Richard Stone, chief executive of the Share Centre, said investors had good reason to be optimistic going into 2017, despite the impact of unexpected political events and volatile markets.
He said: "The stock market has put those political shocks behind it and ended the year with confidence in reaching new all-time highs.
"This is a sign of confidence in the future prospects of the companies which make up the index, their ability to grow profits and deliver dividends and capital returns to investors – at least relative to other asset or investment types."
A number of fund managers, including the likes of Richard Buxton and Robin Geffen, have suggested 2016 was a turning point in the investment markets as the larger international companies started to see healthy returns.

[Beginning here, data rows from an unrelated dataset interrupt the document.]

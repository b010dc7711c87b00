//! Sample ledger for demo mode.
//!
//! Covers the three months before `today`'s month plus the current month up to
//! `today`. Amounts are fixed so the same `today` always yields the same dates
//! and totals; only ids differ between calls.

use chrono::{Datelike, Days, Months, NaiveDate};
use finvis_core::{Ledger, Transaction};

use crate::error::FinanceError;
use crate::recurring::{expand, periods_until, Frequency, RecurringConfig, RecurringTemplate};

pub const DEMO_SOURCE: &str = "demo";

struct Schedule {
    description: &'static str,
    amount: f64,
    category: &'static str,
    frequency: Frequency,
    /// Days after the first day of the demo period
    offset_days: u64,
}

const SCHEDULES: &[Schedule] = &[
    Schedule {
        description: "Paycheck - Acme Corp",
        amount: 2400.0,
        category: "Income",
        frequency: Frequency::BiWeekly,
        offset_days: 4,
    },
    Schedule {
        description: "Rent",
        amount: -1450.0,
        category: "Housing",
        frequency: Frequency::Monthly,
        offset_days: 0,
    },
    Schedule {
        description: "Grocery Mart",
        amount: -86.4,
        category: "Groceries",
        frequency: Frequency::Weekly,
        offset_days: 2,
    },
    Schedule {
        description: "City Power & Water",
        amount: -132.15,
        category: "Utilities",
        frequency: Frequency::Monthly,
        offset_days: 14,
    },
    Schedule {
        description: "StreamFlix Subscription",
        amount: -15.99,
        category: "Entertainment",
        frequency: Frequency::Monthly,
        offset_days: 19,
    },
];

// One-off purchases: (days after start, description, amount, category)
const ONE_OFFS: &[(u64, &str, f64, &str)] = &[
    (9, "Hardware Store", -64.3, "Home"),
    (23, "Dinner - Luigi's", -58.75, "Dining"),
    (38, "Tax Refund", 412.0, "Income"),
    (51, "Car Service", -289.0, "Transport"),
    (66, "Concert Tickets", -120.0, "Entertainment"),
    (80, "Pharmacy", -23.49, "Health"),
];

/// First day of the month three months before `today`'s month.
pub fn demo_start(today: NaiveDate) -> NaiveDate {
    let first = today.with_day(1).unwrap_or(today);
    first.checked_sub_months(Months::new(3)).unwrap_or(first)
}

pub fn demo_transactions(today: NaiveDate) -> Result<Vec<Transaction>, FinanceError> {
    let start = demo_start(today);
    let mut out = Vec::new();

    for schedule in SCHEDULES {
        let first = start
            .checked_add_days(Days::new(schedule.offset_days))
            .ok_or(FinanceError::DateOutOfRange)?;
        let periods = periods_until(first, schedule.frequency, today);
        if periods == 0 {
            continue;
        }
        let mut template = RecurringTemplate::new(first, schedule.description, schedule.amount);
        template.category = Some(schedule.category.to_string());
        template.currency = Some("USD".to_string());
        let config = RecurringConfig::new(schedule.frequency, periods);
        out.extend(
            expand(&template, &config)?
                .into_iter()
                .map(|t| t.with_source(DEMO_SOURCE)),
        );
    }

    for &(offset, description, amount, category) in ONE_OFFS {
        let Some(date) = start.checked_add_days(Days::new(offset)) else {
            continue;
        };
        if date > today {
            continue;
        }
        out.push(
            Transaction::new(date, description, amount)
                .with_category(category)
                .with_currency("USD")
                .with_source(DEMO_SOURCE),
        );
    }

    out.sort_by(|a, b| a.date.cmp(&b.date));
    Ok(out)
}

pub fn demo_ledger(today: NaiveDate) -> Result<Ledger, FinanceError> {
    let transactions = demo_transactions(today)?;
    tracing::info!(count = transactions.len(), "generated demo ledger");
    Ok(Ledger::from_transactions(transactions)?)
}

#[cfg(test)]
mod tests {
    use super::*;

    fn date(y: i32, m: u32, d: u32) -> NaiveDate {
        NaiveDate::from_ymd_opt(y, m, d).unwrap()
    }

    #[test]
    fn test_demo_period() {
        assert_eq!(demo_start(date(2024, 5, 17)), date(2024, 2, 1));
        assert_eq!(demo_start(date(2024, 2, 29)), date(2023, 11, 1));
    }

    #[test]
    fn test_demo_ledger_is_bounded_by_today() {
        let today = date(2024, 5, 17);
        let ledger = demo_ledger(today).unwrap();
        assert!(!ledger.is_empty());
        assert!(ledger.iter().all(|t| t.date >= date(2024, 2, 1) && t.date <= today));
        assert!(ledger.iter().all(|t| t.source.as_deref() == Some(DEMO_SOURCE)));
    }

    #[test]
    fn test_demo_recurring_groups() {
        let today = date(2024, 5, 17);
        let txns = demo_transactions(today).unwrap();
        let rent: Vec<_> = txns.iter().filter(|t| t.description == "Rent").collect();
        // Feb, Mar, Apr, May
        assert_eq!(rent.len(), 4);
        assert!(rent.iter().all(|t| t.date.day() == 1));
        assert!(rent.iter().all(|t| t.recurring_group_id == rent[0].recurring_group_id));

        let one_off = txns.iter().find(|t| t.description == "Tax Refund").unwrap();
        assert!(one_off.recurring_group_id.is_none());
    }

    #[test]
    fn test_demo_deterministic_apart_from_ids() {
        let today = date(2024, 5, 17);
        let strip = |txns: Vec<Transaction>| {
            txns.into_iter()
                .map(|t| (t.date, t.description, t.amount))
                .collect::<Vec<_>>()
        };
        assert_eq!(
            strip(demo_transactions(today).unwrap()),
            strip(demo_transactions(today).unwrap())
        );
    }
}
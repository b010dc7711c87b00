//! Transaction record: the atomic entry of a ledger.

use chrono::{Datelike, NaiveDate};
use serde::{Deserialize, Serialize};
use uuid::Uuid;

/// Provenance tag set on rows produced by the CSV importer.
pub const CSV_IMPORT_SOURCE: &str = "csv-import";

/// A dated monetary event, tagged with optional provenance metadata
#[derive(Debug, Clone, Serialize, Deserialize, PartialEq)]
#[serde(rename_all = "camelCase")]
pub struct Transaction {
    /// Unique identifier for this record
    pub id: String,
    /// Date of the transaction (YYYY-MM-DD)
    pub date: NaiveDate,
    /// Merchant or sender
    pub description: String,
    /// Positive = income, negative = expense
    pub amount: f64,
    #[serde(default, skip_serializing_if = "Option::is_none")]
    pub category: Option<String>,
    /// Advisory 3-letter code; never converted
    #[serde(default, skip_serializing_if = "Option::is_none")]
    pub currency: Option<String>,
    /// Where the record came from (e.g. "csv-import")
    #[serde(default, skip_serializing_if = "Option::is_none")]
    pub source: Option<String>,
    /// Shared by every instance generated from one recurring template
    #[serde(default, skip_serializing_if = "Option::is_none")]
    pub recurring_group_id: Option<String>,
}

/// Generate a fresh opaque identifier for a transaction or recurring group.
pub fn new_id() -> String {
    Uuid::new_v4().to_string()
}

impl Transaction {
    /// Create a transaction with a freshly generated id
    pub fn new(date: NaiveDate, description: impl Into<String>, amount: f64) -> Self {
        Self::with_id(new_id(), date, description, amount)
    }

    /// Create a transaction with a caller-supplied id
    pub fn with_id(
        id: impl Into<String>,
        date: NaiveDate,
        description: impl Into<String>,
        amount: f64,
    ) -> Self {
        Self {
            id: id.into(),
            date,
            description: description.into(),
            amount,
            category: None,
            currency: None,
            source: None,
            recurring_group_id: None,
        }
    }

    pub fn with_source(mut self, source: impl Into<String>) -> Self {
        self.source = Some(source.into());
        self
    }

    pub fn with_category(mut self, category: impl Into<String>) -> Self {
        self.category = Some(category.into());
        self
    }

    pub fn with_currency(mut self, currency: impl Into<String>) -> Self {
        self.currency = Some(currency.into());
        self
    }

    pub fn with_group(mut self, group_id: impl Into<String>) -> Self {
        self.recurring_group_id = Some(group_id.into());
        self
    }

    /// Returns true if this is an expense (negative amount)
    pub fn is_expense(&self) -> bool {
        self.amount < 0.0
    }

    /// Returns true if this is income (positive amount)
    pub fn is_income(&self) -> bool {
        self.amount > 0.0
    }

    /// Get the absolute amount
    pub fn abs_amount(&self) -> f64 {
        self.amount.abs()
    }

    /// Calendar month key, `YYYY-MM`
    pub fn month_key(&self) -> String {
        format!("{:04}-{:02}", self.date.year(), self.date.month())
    }

    pub fn year(&self) -> i32 {
        self.date.year()
    }

    /// Canonical `YYYY-MM-DD` rendering of the date
    pub fn iso_date(&self) -> String {
        self.date.format("%Y-%m-%d").to_string()
    }
}

#[cfg(test)]
mod tests {
    use super::*;

    fn date(y: i32, m: u32, d: u32) -> NaiveDate {
        NaiveDate::from_ymd_opt(y, m, d).unwrap()
    }

    #[test]
    fn test_transaction_creation() {
        let txn = Transaction::new(date(2024, 1, 15), "Coffee Shop", -4.5);
        assert!(txn.is_expense());
        assert!(!txn.is_income());
        assert_eq!(txn.abs_amount(), 4.5);
        assert_eq!(txn.month_key(), "2024-01");
        assert_eq!(txn.iso_date(), "2024-01-15");
        assert!(!txn.id.is_empty());
    }

    #[test]
    fn test_ids_are_unique() {
        let a = Transaction::new(date(2024, 1, 15), "A", 1.0);
        let b = Transaction::new(date(2024, 1, 15), "A", 1.0);
        assert_ne!(a.id, b.id);
    }

    #[test]
    fn test_json_shape() {
        let txn = Transaction::with_id("t-1", date(2024, 3, 1), "Rent", -1200.0)
            .with_source(CSV_IMPORT_SOURCE)
            .with_group("g-1");
        let json = serde_json::to_value(&txn).unwrap();
        assert_eq!(json["date"], "2024-03-01");
        assert_eq!(json["source"], "csv-import");
        assert_eq!(json["recurringGroupId"], "g-1");
        assert!(json.get("category").is_none());
        assert!(json.get("currency").is_none());
    }

    #[test]
    fn test_missing_optional_fields_deserialize() {
        let json = r#"{"id":"x","date":"2024-02-29","description":"Leap","amount":12.5}"#;
        let txn: Transaction = serde_json::from_str(json).unwrap();
        assert_eq!(txn.date, date(2024, 2, 29));
        assert_eq!(txn.source, None);
        assert_eq!(txn.recurring_group_id, None);
    }
}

Investors with exposure to the FTSE 100, perhaps through an index or tracker fund, would have seen their investment rise 14.4 per cent last year, while dividend income added a further 3 per cent.
Mr Stone said: "A braver investor who bought into the market at its low point in February 2016 would have seen a return of nearly 30 per cent with any dividend income on top of that."
He added that 2016 was a welcome relief for these companies after suffering two years of losses, claiming history would suggest that the break in two years of losses means 2017 could be another positive year for the market.
But he also said some theories suggest the stock market goes in 15 to 20 year cycles, with 20-years of gains, followed by 20 years of stagnation or consolidation, followed by 20 years of gains.
“The market posted a strong performance through to the late 1990s and the dotcom boom,” he said, pointing out the levels reached then have only just been reached again now.
“Based on this broader cyclical theory, this could mean we are beginning to enter the next period of stock market appreciation."
Ben Yearsley, investment director at the Wealth Club, said sterling's 19.4 per cent fall against the US dollar helped push the FTSE 100 to record levels.
“Many will forget that going into 2016 there was a high degree of volatility culminating in market lows in February with uncertainty surrounding the ability of many mining and commodity companies to service their debt.
“But roll forward to the end of 2016, and these same companies topped the performance charts. The sharp collapse in sterling after the Brexit referendum in June had a huge impact on returns.”